◆ **REQUIRED WORK**:
Identify all lines below that hold "list" and collect them.

Stored data
'''

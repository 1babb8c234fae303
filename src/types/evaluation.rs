//! Per-response dimension scores and running totals

use serde::{Deserialize, Serialize};
use crate::{
    WEIGHT_PRESENTATION, WEIGHT_CONTENT, WEIGHT_CONFIDENCE,
    WEIGHT_RELEVANCE, WEIGHT_AUTHENTICITY,
};

/// The five scored qualities
#[derive(Debug, Clone, Copy, PartialEq, Eq, Hash, Serialize, Deserialize)]
#[serde(rename_all = "snake_case")]
pub enum Dimension {
    Presentation,
    Content,
    Confidence,
    Relevance,
    Authenticity,
}

impl Dimension {
    pub const ALL: [Dimension; 5] = [
        Dimension::Presentation,
        Dimension::Content,
        Dimension::Confidence,
        Dimension::Relevance,
        Dimension::Authenticity,
    ];

    /// Weight in the overall score
    pub fn weight(&self) -> f64 {
        match self {
            Self::Presentation => WEIGHT_PRESENTATION,
            Self::Content => WEIGHT_CONTENT,
            Self::Confidence => WEIGHT_CONFIDENCE,
            Self::Relevance => WEIGHT_RELEVANCE,
            Self::Authenticity => WEIGHT_AUTHENTICITY,
        }
    }

    /// Strength noted when a response scores above the strength threshold
    pub fn strength_label(&self) -> &'static str {
        match self {
            Self::Presentation => "Clear and articulate communication",
            Self::Content => "Substantial and detailed responses",
            Self::Confidence => "Strong confidence and poise",
            Self::Relevance => "Excellent ability to address questions directly",
            Self::Authenticity => "Genuine and authentic communication style",
        }
    }

    /// Improvement noted when a response scores below the improvement threshold
    pub fn improvement_label(&self) -> &'static str {
        match self {
            Self::Presentation => "Improving clarity of communication",
            Self::Content => "Adding more depth to responses",
            Self::Confidence => "Building confidence in delivery",
            Self::Relevance => "Addressing questions more directly",
            Self::Authenticity => "Adding more personal connection to answers",
        }
    }
}

/// Scores for a single response, each in [0, 1]
#[derive(Debug, Clone, Copy, PartialEq, Default, Serialize, Deserialize)]
pub struct DimensionScores {
    pub presentation: f64,
    pub content: f64,
    pub confidence: f64,
    pub relevance: f64,
    pub authenticity: f64,
}

impl DimensionScores {
    pub fn get(&self, dimension: Dimension) -> f64 {
        match dimension {
            Dimension::Presentation => self.presentation,
            Dimension::Content => self.content,
            Dimension::Confidence => self.confidence,
            Dimension::Relevance => self.relevance,
            Dimension::Authenticity => self.authenticity,
        }
    }
}

/// Running sums across scored responses
#[derive(Debug, Clone, Copy, PartialEq, Default, Serialize, Deserialize)]
pub struct EvaluationTotals {
    pub presentation: f64,
    pub content: f64,
    pub confidence: f64,
    pub relevance: f64,
    pub authenticity: f64,
    pub question_count: u32,
}

impl EvaluationTotals {
    /// Fold one scored response into the totals
    pub fn record(&mut self, scores: &DimensionScores) {
        self.presentation += scores.presentation;
        self.content += scores.content;
        self.confidence += scores.confidence;
        self.relevance += scores.relevance;
        self.authenticity += scores.authenticity;
        self.question_count += 1;
    }

    pub fn total(&self, dimension: Dimension) -> f64 {
        match dimension {
            Dimension::Presentation => self.presentation,
            Dimension::Content => self.content,
            Dimension::Confidence => self.confidence,
            Dimension::Relevance => self.relevance,
            Dimension::Authenticity => self.authenticity,
        }
    }

    /// Average score on the 0-100 scale; 0 when nothing was scored
    pub fn normalized(&self, dimension: Dimension) -> f64 {
        if self.question_count == 0 {
            return 0.0;
        }
        self.total(dimension) / self.question_count as f64 * 100.0
    }

    /// Weighted average of the normalized dimensions, clamped to [0, 100]
    pub fn overall(&self) -> f64 {
        if self.question_count == 0 {
            return 0.0;
        }
        Dimension::ALL
            .iter()
            .map(|d| self.normalized(*d) * d.weight())
            .sum::<f64>()
            .clamp(0.0, 100.0)
    }
}

/// Qualitative notes, deduplicated by exact string in first-seen order
#[derive(Debug, Clone, Default, PartialEq, Eq, Serialize, Deserialize)]
pub struct Feedback {
    pub strengths: Vec<String>,
    pub areas_for_improvement: Vec<String>,
}

impl Feedback {
    pub fn note_strength(&mut self, label: &str) {
        push_unique(&mut self.strengths, label);
    }

    pub fn note_improvement(&mut self, label: &str) {
        push_unique(&mut self.areas_for_improvement, label);
    }
}

fn push_unique(list: &mut Vec<String>, label: &str) {
    if !list.iter().any(|s| s == label) {
        list.push(label.to_string());
    }
}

'''

◆ **TASK RESPONSE**:
fn push_unique(list: &mut Vec<String>, label: &str) {
    if !list.iter().any(|s| s == label) {
        list.push(label.to_string());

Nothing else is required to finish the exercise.